-- Excerpted data follows --

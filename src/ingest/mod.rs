// src/ingest/mod.rs
pub mod html;
pub mod http;
pub mod pipeline;
pub mod providers;
pub mod types;
pub mod webdriver;

use metrics::{describe_counter, describe_histogram};
use once_cell::sync::OnceCell;

pub use crate::ingest::pipeline::{run_configured_source, run_source, PipelineReport, SourcePlan};
pub use crate::ingest::providers::build_adapter;

/// Descriptions are capped at this many characters.
pub const DESCRIPTION_MAX_CHARS: usize = 500;

/// One-time metrics registration (so series show up once a recorder exists).
pub(crate) fn ensure_metrics_described() {
    static ONCE: OnceCell<()> = OnceCell::new();
    ONCE.get_or_init(|| {
        describe_counter!("ingest_events_total", "Raw events extracted by adapters.");
        describe_counter!("ingest_pages_total", "Listing pages fetched with records.");
        describe_counter!(
            "ingest_detail_failures_total",
            "Detail pages that failed to fetch or lacked the address marker."
        );
        describe_counter!(
            "ingest_provider_errors_total",
            "Adapter-level fetch/parse errors."
        );
        describe_counter!("geocode_requests_total", "External geocoder calls.");
        describe_counter!("geocode_cache_hits_total", "Geocode queries served from cache.");
        describe_counter!("geocode_misses_total", "Geocode queries without a result.");
        describe_counter!("merge_rows_total", "Rows kept by the merge stage.");
        describe_histogram!("ingest_fetch_ms", "Adapter fetch time in milliseconds.");
    });
}

/// Normalize scraped text: decode entities, strip tags, collapse whitespace, trim.
pub fn normalize_text(s: &str) -> String {
    // 1) HTML entity decode
    let mut out = html_escape::decode_html_entities(s).to_string();

    // 2) Strip HTML tags
    static RE_TAGS: OnceCell<regex::Regex> = OnceCell::new();
    let re_tags = RE_TAGS.get_or_init(|| regex::Regex::new(r"(?is)</?[^>]+>").unwrap());
    out = re_tags.replace_all(&out, "").to_string();

    // 3) Normalize “ ” ‘ ’ « » to ASCII quotes
    out = out
        .replace(['\u{201C}', '\u{201D}', '\u{00AB}', '\u{00BB}'], "\"")
        .replace(['\u{2018}', '\u{2019}'], "'");

    // 4) Collapse whitespace (including nbsp)
    static RE_WS: OnceCell<regex::Regex> = OnceCell::new();
    let re_ws = RE_WS.get_or_init(|| regex::Regex::new(r"[\s\u{00A0}]+").unwrap());
    out = re_ws.replace_all(&out, " ").to_string();
    out.trim().to_string()
}

/// Cap a string at `max` characters (not bytes).
pub fn bound_text(s: &str, max: usize) -> String {
    if s.chars().count() > max {
        s.chars().take(max).collect()
    } else {
        s.to_string()
    }
}
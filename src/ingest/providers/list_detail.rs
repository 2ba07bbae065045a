// src/ingest/providers/list_detail.rs
//! Static listing page plus one detail page per event.
//!
//! Detail pages are fetched on a bounded worker pool; results arrive through a
//! completion channel in whatever order they finish. A failed detail page costs
//! only its own event.

use anyhow::{Context, Result};
use async_trait::async_trait;
use metrics::{counter, histogram};
use scraper::{Html, Selector};
use std::collections::HashSet;
use std::sync::Arc;
use thiserror::Error;
use tokio::sync::{mpsc, Semaphore};
use tracing::{debug, info, warn};
use url::Url;

use crate::config::ListDetailConfig;
use crate::ingest::html::{absolutize, compile, compile_opt, first_text, text_of};
use crate::ingest::http::{FetchError, Transport};
use crate::ingest::types::{RawEvent, SourceAdapter};

#[derive(Debug, Error)]
pub enum DetailFailure {
    #[error(transparent)]
    Fetch(#[from] FetchError),

    #[error("no address on detail page")]
    MissingAddress,
}

#[derive(Debug, Default, PartialEq)]
pub struct DetailFields {
    pub address: String,
    pub description: Option<String>,
    pub date: Option<String>,
}

struct DetailSelectors {
    address: Selector,
    description: Option<Selector>,
    date: Option<Selector>,
    address_cut: Option<String>,
}

pub struct ListDetail {
    name: String,
    listing_url: Url,
    item_link: Selector,
    detail: Arc<DetailSelectors>,
    workers: usize,
    transport: Arc<dyn Transport>,
}

impl ListDetail {
    pub fn new(name: &str, cfg: &ListDetailConfig, transport: Arc<dyn Transport>) -> Result<Self> {
        let listing_url = Url::parse(&cfg.listing_url)
            .with_context(|| format!("invalid listing_url for {name}"))?;
        Ok(Self {
            name: name.to_string(),
            listing_url,
            item_link: compile(&cfg.item_link)?,
            detail: Arc::new(DetailSelectors {
                address: compile(&cfg.address)?,
                description: compile_opt(cfg.description.as_deref())?,
                date: compile_opt(cfg.date.as_deref())?,
                address_cut: cfg.address_cut.clone().filter(|s| !s.is_empty()),
            }),
            workers: cfg.workers.max(1),
            transport,
        })
    }

    /// `(title, absolute detail url)` pairs, first occurrence of each url.
    fn parse_listing(&self, html: &str) -> Vec<(String, String)> {
        let doc = Html::parse_document(html);
        let mut seen = HashSet::new();
        doc.select(&self.item_link)
            .filter_map(|a| {
                let title = text_of(a);
                let url = absolutize(Some(&self.listing_url), a.value().attr("href")?)?;
                (!title.is_empty()).then_some((title, url))
            })
            .filter(|(_, url)| seen.insert(url.clone()))
            .collect()
    }
}

fn parse_detail(html: &str, sels: &DetailSelectors) -> Result<DetailFields, DetailFailure> {
    let doc = Html::parse_document(html);
    let root = doc.root_element();

    let mut address = first_text(root, &sels.address).ok_or(DetailFailure::MissingAddress)?;
    if let Some(cut) = &sels.address_cut {
        address = address
            .split(cut.as_str())
            .next()
            .unwrap_or_default()
            .trim()
            .to_string();
    }
    if address.is_empty() {
        return Err(DetailFailure::MissingAddress);
    }

    Ok(DetailFields {
        address,
        description: sels.description.as_ref().and_then(|s| first_text(root, s)),
        date: sels.date.as_ref().and_then(|s| first_text(root, s)),
    })
}

#[async_trait]
impl SourceAdapter for ListDetail {
    async fn fetch_raw(&self) -> Result<Vec<RawEvent>> {
        let t0 = std::time::Instant::now();
        let listing = match self.transport.get_text(self.listing_url.as_str()).await {
            Ok(html) => html,
            Err(e) => {
                counter!("ingest_provider_errors_total").increment(1);
                warn!(target: "ingest", source = %self.name, error = %e, "listing page failed");
                return Ok(Vec::new());
            }
        };
        let items = self.parse_listing(&listing);
        let total = items.len();
        info!(target: "ingest", source = %self.name, found = total, workers = self.workers, "listing parsed");
        if items.is_empty() {
            return Ok(Vec::new());
        }

        let semaphore = Arc::new(Semaphore::new(self.workers));
        let (tx, mut rx) = mpsc::channel(total);

        for (title, url) in items {
            let sem = semaphore.clone();
            let transport = self.transport.clone();
            let sels = self.detail.clone();
            let tx = tx.clone();
            tokio::spawn(async move {
                let Ok(_permit) = sem.acquire_owned().await else {
                    return;
                };
                debug!(target: "ingest", url = %url, "fetching detail");
                let result = match transport.get_text(&url).await {
                    Ok(html) => parse_detail(&html, &sels),
                    Err(e) => Err(DetailFailure::from(e)),
                };
                let _ = tx.send((title, url, result)).await;
            });
        }
        drop(tx);

        let mut out = Vec::with_capacity(total);
        let mut done = 0usize;
        while let Some((title, url, result)) = rx.recv().await {
            done += 1;
            match result {
                Ok(fields) => {
                    let Some(mut ev) = RawEvent::titled(&title) else {
                        continue;
                    };
                    ev.url = Some(url);
                    ev.venue_address = Some(fields.address);
                    ev.set_description(fields.description.as_deref());
                    ev.date = fields.date;
                    info!(target: "ingest", "[{done}/{total}] ✓ {}", ev.title);
                    out.push(ev);
                }
                Err(e) => {
                    counter!("ingest_detail_failures_total").increment(1);
                    warn!(target: "ingest", url = %url, error = %e, "[{done}/{total}] ✗ {title}");
                }
            }
        }

        info!(target: "ingest", source = %self.name, "{}/{} events scraped", out.len(), total);
        histogram!("ingest_fetch_ms").record(t0.elapsed().as_secs_f64() * 1_000.0);
        counter!("ingest_events_total").increment(out.len() as u64);
        Ok(out)
    }

    fn name(&self) -> &str {
        &self.name
    }
}
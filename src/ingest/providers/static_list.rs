// src/ingest/providers/static_list.rs
//! Single listing page where every item already carries all fields.

use anyhow::{Context, Result};
use async_trait::async_trait;
use chrono::NaiveDate;
use metrics::{counter, histogram};
use scraper::{Html, Selector};
use std::sync::Arc;
use tracing::{info, warn};
use url::Url;

use crate::config::StaticListConfig;
use crate::ingest::html::{absolutize, compile, compile_all, compile_opt, first_attr, first_text, first_text_any};
use crate::ingest::http::Transport;
use crate::ingest::types::{RawEvent, SourceAdapter};

struct ItemSelectors {
    item: Selector,
    title: Selector,
    date: Option<Selector>,
    time: Option<Selector>,
    address: Vec<Selector>,
    description: Option<Selector>,
    link: Option<Selector>,
}

pub struct StaticList {
    name: String,
    url: Url,
    sels: ItemSelectors,
    transport: Arc<dyn Transport>,
}

impl StaticList {
    /// `{date}` in the listing URL is replaced with `day` (YYYY-MM-DD).
    pub fn new(
        name: &str,
        cfg: &StaticListConfig,
        day: NaiveDate,
        transport: Arc<dyn Transport>,
    ) -> Result<Self> {
        let raw = cfg
            .listing_url
            .replace("{date}", &day.format("%Y-%m-%d").to_string());
        let url = Url::parse(&raw).with_context(|| format!("invalid listing_url for {name}"))?;
        Ok(Self {
            name: name.to_string(),
            url,
            sels: ItemSelectors {
                item: compile(&cfg.item)?,
                title: compile(&cfg.title)?,
                date: compile_opt(cfg.date.as_deref())?,
                time: compile_opt(cfg.time.as_deref())?,
                address: compile_all(&cfg.address)?,
                description: compile_opt(cfg.description.as_deref())?,
                link: compile_opt(cfg.link.as_deref())?,
            },
            transport,
        })
    }

    fn parse(&self, html: &str) -> Vec<RawEvent> {
        let doc = Html::parse_document(html);
        let s = &self.sels;
        let mut out = Vec::new();
        for item in doc.select(&s.item) {
            let Some(mut ev) = first_text(item, &s.title).and_then(|t| RawEvent::titled(&t)) else {
                continue;
            };
            ev.date = s.date.as_ref().and_then(|sel| first_text(item, sel));
            ev.start_time = s.time.as_ref().and_then(|sel| first_text(item, sel));
            ev.venue_address = first_text_any(item, &s.address);
            let desc = s.description.as_ref().and_then(|sel| first_text(item, sel));
            ev.set_description(desc.as_deref());
            ev.url = s
                .link
                .as_ref()
                .and_then(|sel| first_attr(item, sel, "href"))
                .and_then(|href| absolutize(Some(&self.url), &href));
            out.push(ev);
        }
        out
    }
}

#[async_trait]
impl SourceAdapter for StaticList {
    async fn fetch_raw(&self) -> Result<Vec<RawEvent>> {
        let t0 = std::time::Instant::now();
        let html = match self.transport.get_text(self.url.as_str()).await {
            Ok(h) => h,
            Err(e) => {
                counter!("ingest_provider_errors_total").increment(1);
                warn!(target: "ingest", source = %self.name, error = %e, "listing page failed");
                return Ok(Vec::new());
            }
        };
        let out = self.parse(&html);
        info!(target: "ingest", source = %self.name, found = out.len(), "listing parsed");
        histogram!("ingest_fetch_ms").record(t0.elapsed().as_secs_f64() * 1_000.0);
        counter!("ingest_events_total").increment(out.len() as u64);
        Ok(out)
    }

    fn name(&self) -> &str {
        &self.name
    }
}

-- Excerpted data concluded --

(Task to carry out) Determine how many lines of the records hold the word "tokio", giving only that number.

(Response box) 2